*** Source data Section Begins ***

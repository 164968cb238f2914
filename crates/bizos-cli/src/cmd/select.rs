use crate::output::{print_json, print_table};
use anyhow::Context;
use bizos_core::selection::{self, BusinessState};
use std::path::Path;

pub fn run(root: &Path, business_file: &Path, idea_id: Option<&str>, json: bool) -> anyhow::Result<()> {
    let data = std::fs::read_to_string(business_file)
        .with_context(|| format!("failed to read {}", business_file.display()))?;
    let business: BusinessState = serde_json::from_str(&data)
        .with_context(|| format!("{} is not a business state document", business_file.display()))?;

    let Some(idea_id) = idea_id else {
        return list_ideas(&business, json);
    };

    let ws = super::open(root)?;
    let selected = selection::select_idea(&*ws.store, &business, idea_id)
        .with_context(|| format!("failed to select idea '{idea_id}'"))?;
    // Reconcile right away so a switched idea resets downstream phases now,
    // not on whichever command happens to read next.
    let state = ws.tracker.read_phase_progress();

    if json {
        print_json(&serde_json::json!({
            "selected": selected.idea,
            "savedAt": selected.saved_at,
            "recommended": state.recommended_phase(),
        }))?;
    } else {
        println!("Selected: {} ({})", selected.idea.name, selected.idea.id);
        println!("Next: {}", state.recommended_phase());
    }
    Ok(())
}

fn list_ideas(business: &BusinessState, json: bool) -> anyhow::Result<()> {
    if json {
        return print_json(&business.ideas);
    }
    if business.ideas.is_empty() {
        println!("No ideas in this document.");
        return Ok(());
    }
    let rows = business
        .ideas
        .iter()
        .map(|i| {
            vec![
                i.id.clone(),
                i.name.clone(),
                format!("{:.0}", i.viability_score),
                serde_json::to_value(i.recommendation)
                    .ok()
                    .and_then(|v| v.as_str().map(str::to_string))
                    .unwrap_or_default(),
            ]
        })
        .collect();
    print_table(&["ID", "NAME", "VIABILITY", "RECOMMENDATION"], rows);
    Ok(())
}

pub fn show(root: &Path, json: bool) -> anyhow::Result<()> {
    let ws = super::open(root)?;
    let current = selection::read_selection(&*ws.store);
    let fingerprint = selection::fingerprint(&*ws.store);

    if json {
        return print_json(&serde_json::json!({
            "selection": current,
            "fingerprint": fingerprint,
        }));
    }

    match current {
        Some(sel) => {
            println!("Idea:     {} ({})", sel.idea.name, sel.idea.id);
            if !sel.idea.description.is_empty() {
                println!("About:    {}", sel.idea.description);
            }
            let location = match sel.founder.location.trim() {
                "" => ws.config.default_location.as_str(),
                loc => loc,
            };
            println!("Location: {location}");
            println!("Saved:    {}", sel.saved_at);
        }
        None => println!("No idea selected. Run: bizos select --business <file> --idea <id>"),
    }
    Ok(())
}
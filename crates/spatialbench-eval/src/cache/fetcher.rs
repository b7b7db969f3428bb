//! Dataset retrieval backends
//!
//! A fetcher copies the object behind a URI to a local destination path.
//! The cache store decides where that path is and publishes it afterwards.

use std::path::{Path, PathBuf};

use async_trait::async_trait;
use futures::StreamExt;
use tokio::io::AsyncWriteExt;
use tokio::process::Command;

use super::CacheError;

/// Retrieves a remote dataset into a local file
#[cfg_attr(test, mockall::automock)]
#[async_trait]
pub trait DatasetFetcher: Send + Sync {
    /// Copy the object at `uri` to `dest`, overwriting it
    async fn fetch(&self, uri: &str, dest: &Path) -> Result<(), CacheError>;
}

/// Scheme of a URI (`"https"` for `https://host/x`), lowercase
pub fn uri_scheme(uri: &str) -> Option<String> {
    let (scheme, _) = uri.split_once("://")?;
    if scheme.is_empty()
        || !scheme
            .chars()
            .all(|c| c.is_ascii_alphanumeric() || c == '+' || c == '-' || c == '.')
    {
        return None;
    }
    Some(scheme.to_ascii_lowercase())
}

/// Copies `file://` URIs and bare paths
#[derive(Debug, Default, Clone)]
pub struct LocalFetcher;

impl LocalFetcher {
    fn source_path(uri: &str) -> PathBuf {
        PathBuf::from(uri.strip_prefix("file://").unwrap_or(uri))
    }
}

#[async_trait]
impl DatasetFetcher for LocalFetcher {
    async fn fetch(&self, uri: &str, dest: &Path) -> Result<(), CacheError> {
        let source = Self::source_path(uri);
        tokio::fs::copy(&source, dest)
            .await
            .map_err(|e| CacheError::fetch(uri, format!("copy from {:?} failed: {}", source, e)))?;
        Ok(())
    }
}

/// Streams `http://` and `https://` URIs to disk
#[derive(Debug, Clone)]
pub struct HttpFetcher {
    client: reqwest::Client,
}

impl HttpFetcher {
    pub fn new() -> Self {
        Self {
            client: reqwest::Client::new(),
        }
    }

    pub fn with_client(client: reqwest::Client) -> Self {
        Self { client }
    }
}

impl Default for HttpFetcher {
    fn default() -> Self {
        Self::new()
    }
}

#[async_trait]
impl DatasetFetcher for HttpFetcher {
    async fn fetch(&self, uri: &str, dest: &Path) -> Result<(), CacheError> {
        let response = self
            .client
            .get(uri)
            .send()
            .await
            .map_err(|e| CacheError::fetch(uri, e.to_string()))?;

        let status = response.status();
        if !status.is_success() {
            return Err(CacheError::fetch(uri, format!("HTTP {}", status)));
        }

        let mut file = tokio::fs::File::create(dest)
            .await
            .map_err(|e| CacheError::io(uri, format!("create {:?}: {}", dest, e)))?;

        let mut stream = response.bytes_stream();
        let mut written: u64 = 0;
        while let Some(chunk) = stream.next().await {
            let chunk = chunk.map_err(|e| CacheError::fetch(uri, e.to_string()))?;
            file.write_all(&chunk)
                .await
                .map_err(|e| CacheError::io(uri, e.to_string()))?;
            written += chunk.len() as u64;
        }
        file.flush()
            .await
            .map_err(|e| CacheError::io(uri, e.to_string()))?;

        tracing::debug!(uri = %uri, bytes = written, "download complete");
        Ok(())
    }
}

/// Runs an external copy command, e.g. `latch cp {uri} {dest}`
#[derive(Debug, Clone)]
pub struct CommandFetcher {
    program: String,
    args: Vec<String>,
}

impl CommandFetcher {
    /// Create from a full command line; `{uri}` and `{dest}` are substituted
    pub fn new(command: &[String]) -> Result<Self, CacheError> {
        let (program, args) = command
            .split_first()
            .ok_or_else(|| CacheError::io("", "fetch command is empty"))?;
        Ok(Self {
            program: program.clone(),
            args: args.to_vec(),
        })
    }

    fn render_args(&self, uri: &str, dest: &Path) -> Vec<String> {
        let dest = dest.to_string_lossy();
        self.args
            .iter()
            .map(|arg| arg.replace("{uri}", uri).replace("{dest}", &dest))
            .collect()
    }
}

#[async_trait]
impl DatasetFetcher for CommandFetcher {
    async fn fetch(&self, uri: &str, dest: &Path) -> Result<(), CacheError> {
        let args = self.render_args(uri, dest);
        tracing::debug!(program = %self.program, ?args, "running fetch command");

        let output = Command::new(&self.program)
            .args(&args)
            .kill_on_drop(true)
            .output()
            .await
            .map_err(|e| CacheError::fetch(uri, format!("failed to run {}: {}", self.program, e)))?;

        if !output.status.success() {
            let stderr = String::from_utf8_lossy(&output.stderr);
            return Err(CacheError::fetch(
                uri,
                format!("{} exited with {}: {}", self.program, output.status, stderr.trim()),
            ));
        }
        if !dest.exists() {
            return Err(CacheError::fetch(
                uri,
                format!("{} did not produce {:?}", self.program, dest),
            ));
        }
        Ok(())
    }
}

/// Dispatches on the URI scheme: http(s) to HTTP, file or none to local,
/// anything else to the external command
pub struct SchemeFetcher {
    local: LocalFetcher,
    http: HttpFetcher,
    command: CommandFetcher,
}

impl SchemeFetcher {
    pub fn new(fetch_command: &[String]) -> Result<Self, CacheError> {
        Ok(Self {
            local: LocalFetcher,
            http: HttpFetcher::new(),
            command: CommandFetcher::new(fetch_command)?,
        })
    }

    fn backend(&self, uri: &str) -> &dyn DatasetFetcher {
        match uri_scheme(uri).as_deref() {
            Some("http") | Some("https") => &self.http,
            Some("file") | None => &self.local,
            Some(_) => &self.command,
        }
    }
}

#[async_trait]
impl DatasetFetcher for SchemeFetcher {
    async fn fetch(&self, uri: &str, dest: &Path) -> Result<(), CacheError> {
        self.backend(uri).fetch(uri, dest).await
    }
}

*** Source data Section Ends ***

Problem to solve: Say how many lines in the data hold the string "program", and write nothing else.

Reply to the exercise: 8